Ireland’s Main Street, 1625-1925: An Architectural History runs at the Irish Georgian Society until May 15th.

6 comments on “An Anniversary

  1. eimear says:

    That final photograph is beautiful. I have found I am less engaged with the rising, the more commemorations I see. It feels so remote, and so flawed.

    • Michael King says:

      That is precisely how I feel. But am also remote from it in a physical sense as I have not lived in Ireland for many years. I do not have many memories of the 1966 commemoration as I lived deep in rural Ireland during my childhood and I do not remember any commemorations there apart from those in the primary school that I attended. My parents did not acquire their first television until 1968, so I have no memories of those TV programmes that feature so prominently in reminiscences of 1966.

  2. David Corbett says:

    As an American I remember that DeValera congratulated Hitler on his birthday but did not offer condolences to the passing of Roosevelt.

  3. James Canning says:

    Pertinent thoughts. Bravo.

  4. trewinb says:

    The saddest aspect is that a bloodless progression to Dominion status and ultimately full independence was likely to have occurred at the end of hostilities. Instead we have a legacy of decades of bitterness and bloodshed. We can’t change history but hopefully can learn from it.

  5. Turbarius says:

    You do good work Robert in advertising the aesthetic remnants of the Anglo-Irish gentry but you err in regarding your aestheticist position as a stance of civilisation against philistinism, fanaticism and vulgarity because the Big Houses were a rough immediate fruit not of civilisation but of barbarism and the men who inhabited them descended in the main from the most vulgar, fanatical and philistine gombeen factions of seventeenth-century England. That these exemplary specimens of puritanism and whiggery turned high church on our soil attests, along with everything else about them, to their utter vacuity of principle, as well as to their tacky arrivisme. The Anglo-Irish aristocracy was founded by brigands, and consisted, by the common moral and social canon of aristocracy, of vulgar trash, even if apt and capable trash with regard to leisured pursuits (I suppose one must find ways to keep busy when saddled with the free time grown of the land and labour of others).

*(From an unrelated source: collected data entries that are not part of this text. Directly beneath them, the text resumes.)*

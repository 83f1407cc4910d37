// SPDX-License-Identifier: Apache-2.0
//! The GRT/LRT coordinator protocol: dispatches firing-DAG tasks to OS
//! threads, waits on completions, and feeds configuration-actor outputs
//! back to the caller.

mod coordinator;
mod error;
mod fifo;
mod lrt;
mod message;
mod notification;

pub use coordinator::{build_fifos, Grt};
pub use error::RuntimeError;
pub use fifo::Fifo;
pub use lrt::{Lrt, LrtState};
pub use message::{FifoHandle, TaskMessage};
pub use notification::Notification;
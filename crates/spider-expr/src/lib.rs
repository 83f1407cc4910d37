// SPDX-License-Identifier: Apache-2.0
//! Parameter expression parsing and evaluation.
//!
//! A Spider parameter may carry a static literal or an expression over the
//! other parameters visible at its scope. This crate compiles such
//! expressions once, ahead of any firing, into a postfix instruction stream
//! that is evaluated cheaply on every subsequent parameter update.

mod error;
mod eval;
mod fold;
mod shunting_yard;
mod token;

pub use error::ExprError;
pub use shunting_yard::ParamResolver;
pub use token::{BinOp, Func, PostfixOp};

use fold::{fold_constants, is_fully_static};

/// A compiled parameter expression.
///
/// Either a fixed value known at construction time, or a postfix program
/// that must be re-evaluated whenever its referenced parameters change.
#[derive(Debug, Clone, PartialEq)]
pub enum Expression {
    /// A value fixed at compile time (a bare literal, or a sub-expression
    /// that folded to a constant because it referenced no parameter).
    Static(f64),
    /// A postfix program over one or more parameters.
    Dynamic(Vec<PostfixOp>),
}

impl Expression {
    /// Builds a static expression from an integer literal.
    pub fn new_literal_int(value: i64) -> Self {
        Expression::Static(value as f64)
    }

    /// Builds a static expression from a floating-point literal.
    pub fn new_literal_float(value: f64) -> Self {
        Expression::Static(value)
    }

    /// Parses and compiles `src`, resolving identifiers against `resolver`.
    ///
    /// Performs shunting-yard parsing followed by constant folding; an
    /// expression referencing no parameter compiles directly to
    /// [`Expression::Static`].
    pub fn parse(src: &str, resolver: &impl ParamResolver) -> Result<Self, ExprError> {
        let postfix = shunting_yard::parse_to_postfix(src, resolver)?;
        if is_fully_static(&postfix) {
            let value = eval::evaluate(&postfix, &[])?;
            return Ok(Expression::Static(value));
        }
        let folded = fold_constants(&postfix);
        if is_fully_static(&folded) {
            let value = eval::evaluate(&folded, &[])?;
            return Ok(Expression::Static(value));
        }
        Ok(Expression::Dynamic(folded))
    }

    /// Returns `true` if this expression requires no parameter vector to
    /// evaluate.
    pub fn is_static(&self) -> bool {
        matches!(self, Expression::Static(_))
    }

    /// Returns the expression's value if it is [`Expression::Static`], or
    /// `None` for a [`Expression::Dynamic`] value. Callers that can supply a
    /// parameter vector should prefer [`Self::evaluate`] instead.
    pub fn value(&self) -> Option<f64> {
        match self {
            Expression::Static(v) => Some(*v),
            Expression::Dynamic(_) => None,
        }
    }

    /// Evaluates the expression against `params`, the current values of the
    /// graph's parameters indexed the same way they were during [`Self::parse`].
    pub fn evaluate(&self, params: &[f64]) -> Result<f64, ExprError> {
        match self {
            Expression::Static(v) => Ok(*v),
            Expression::Dynamic(program) => eval::evaluate(program, params),
        }
    }
}
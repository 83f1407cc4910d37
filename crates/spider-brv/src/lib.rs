// SPDX-License-Identifier: Apache-2.0
//! Repetition-vector (BRV) solver: assigns every non-interface vertex of a
//! PiSDF (sub)graph an integer firing count that balances every edge.

mod error;
mod rational;
mod solve;

pub use error::BrvError;
pub use rational::Rational;
pub use solve::solve;

#[cfg(test)]
mod tests {
    #![allow(clippy::unwrap_used)]
    #![allow(clippy::expect_used)]
    use super::*;
    use spider_model::Graph;

    #[test]
    fn simple_pipeline_balances() {
        let mut g = Graph::new("g", 2, 1, 0, 0, 0, 0);
        let a = g.add_vertex("A", 0, 1);
        let b = g.add_vertex("B", 1, 0);
        g.add_edge(a, 0, "2", b, 0, "1").unwrap();

        let brv = solve(&g).unwrap();
        assert_eq!(brv[&a], 1);
        assert_eq!(brv[&b], 2);
    }

    #[test]
    fn three_stage_pipeline_finds_minimal_solution() {
        let mut g = Graph::new("g", 3, 2, 0, 0, 0, 0);
        let a = g.add_vertex("A", 0, 1);
        let b = g.add_vertex("B", 1, 1);
        let c = g.add_vertex("C", 1, 0);
        g.add_edge(a, 0, "4", b, 0, "2").unwrap();
        g.add_edge(b, 0, "3", c, 0, "4").unwrap();

        let brv = solve(&g).unwrap();
        assert_eq!(brv[&a], 2);
        assert_eq!(brv[&b], 4);
        assert_eq!(brv[&c], 3);

        for edge in g.live_edges() {
            let values = g.resolved_values();
            let src_rate = edge.src_rate().evaluate(&values).unwrap() as i64;
            let snk_rate = edge.snk_rate().evaluate(&values).unwrap() as i64;
            assert_eq!(brv[&edge.src_vertex()] * src_rate, brv[&edge.snk_vertex()] * snk_rate);
        }
    }

    #[test]
    fn isolated_actor_defaults_to_one() {
        let mut g = Graph::new("g", 1, 0, 0, 0, 0, 0);
        let a = g.add_vertex("A", 0, 0);
        let brv = solve(&g).unwrap();
        assert_eq!(brv[&a], 1);
    }

    #[test]
    fn config_actor_is_pinned_at_one() {
        let mut g = Graph::new("g", 2, 1, 0, 0, 0, 1);
        let cfg = g.add_config_actor("cfg", 0, 1);
        let worker = g.add_vertex("worker", 1, 0);
        g.add_edge(cfg, 0, "3", worker, 0, "1").unwrap();

        let brv = solve(&g).unwrap();
        assert_eq!(brv[&cfg], 1);
        assert_eq!(brv[&worker], 3);
    }

    #[test]
    fn inconsistent_component_is_reported() {
        let mut g = Graph::new("g", 2, 1, 0, 0, 0, 1);
        let cfg1 = g.add_config_actor("cfg1", 0, 1);
        let cfg2 = g.add_config_actor("cfg2", 1, 0);
        // Both config actors are pinned to r=1, but the edge's rates force
        // a 2:1 ratio between them, which is unsatisfiable.
        g.add_edge(cfg1, 0, "2", cfg2, 0, "1").unwrap();

        let err = solve(&g).unwrap_err();
        assert!(matches!(err, BrvError::Inconsistent { .. }));
    }

    #[test]
    fn negative_rate_is_rejected() {
        let mut g = Graph::new("g", 2, 1, 0, 0, 0, 0);
        let a = g.add_vertex("A", 0, 1);
        let b = g.add_vertex("B", 1, 0);
        g.add_edge(a, 0, "-1", b, 0, "1").unwrap();

        let err = solve(&g).unwrap_err();
        assert!(matches!(err, BrvError::NegativeRate { .. }));
    }
}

    It is unseemly to dwell on the casualties of the means by which Ireland regained its dignity in 1916 while politely passing over the means by which men like William Parsons, Charles Coote and William Cole of Enniskillen acquired, consolidated and ‘defended’ ‘their’ land. There are very few classes more deserving of their historic bad reputation than the English landed families of Ireland, and very few whose conduct was so intensely characteristic over centuries, for the worse. The families who seized or won land through the commission of war crimes (chief among them was the use scorched earth tactics) in the sixteenth and seventeenth centuries were in many cases the same families who in the nineteenth century evicted their tenants to die in famine in order to replace them with sheep and cattle. The same names, the same methods, even the same faces – can you look at Sir Richard Bingham of Elizabeth’s wars and tell me he does not resemble his many-times great-grandnephew (and fellow murderer by hunger) the 3rd Earl of Lucan?

    The invocation of Ireland’s pleasant but somewhat boring Georgian architecture as a call-to-genuflection by apologists and eulogists of the Anglo-Irish landed classes reminds me of the German artillerymen who justified the shelling of Reims Cathedral by their need to be firm and unyielding in their assertion of the culture which produced Goethe’s similarly-overrated poetry.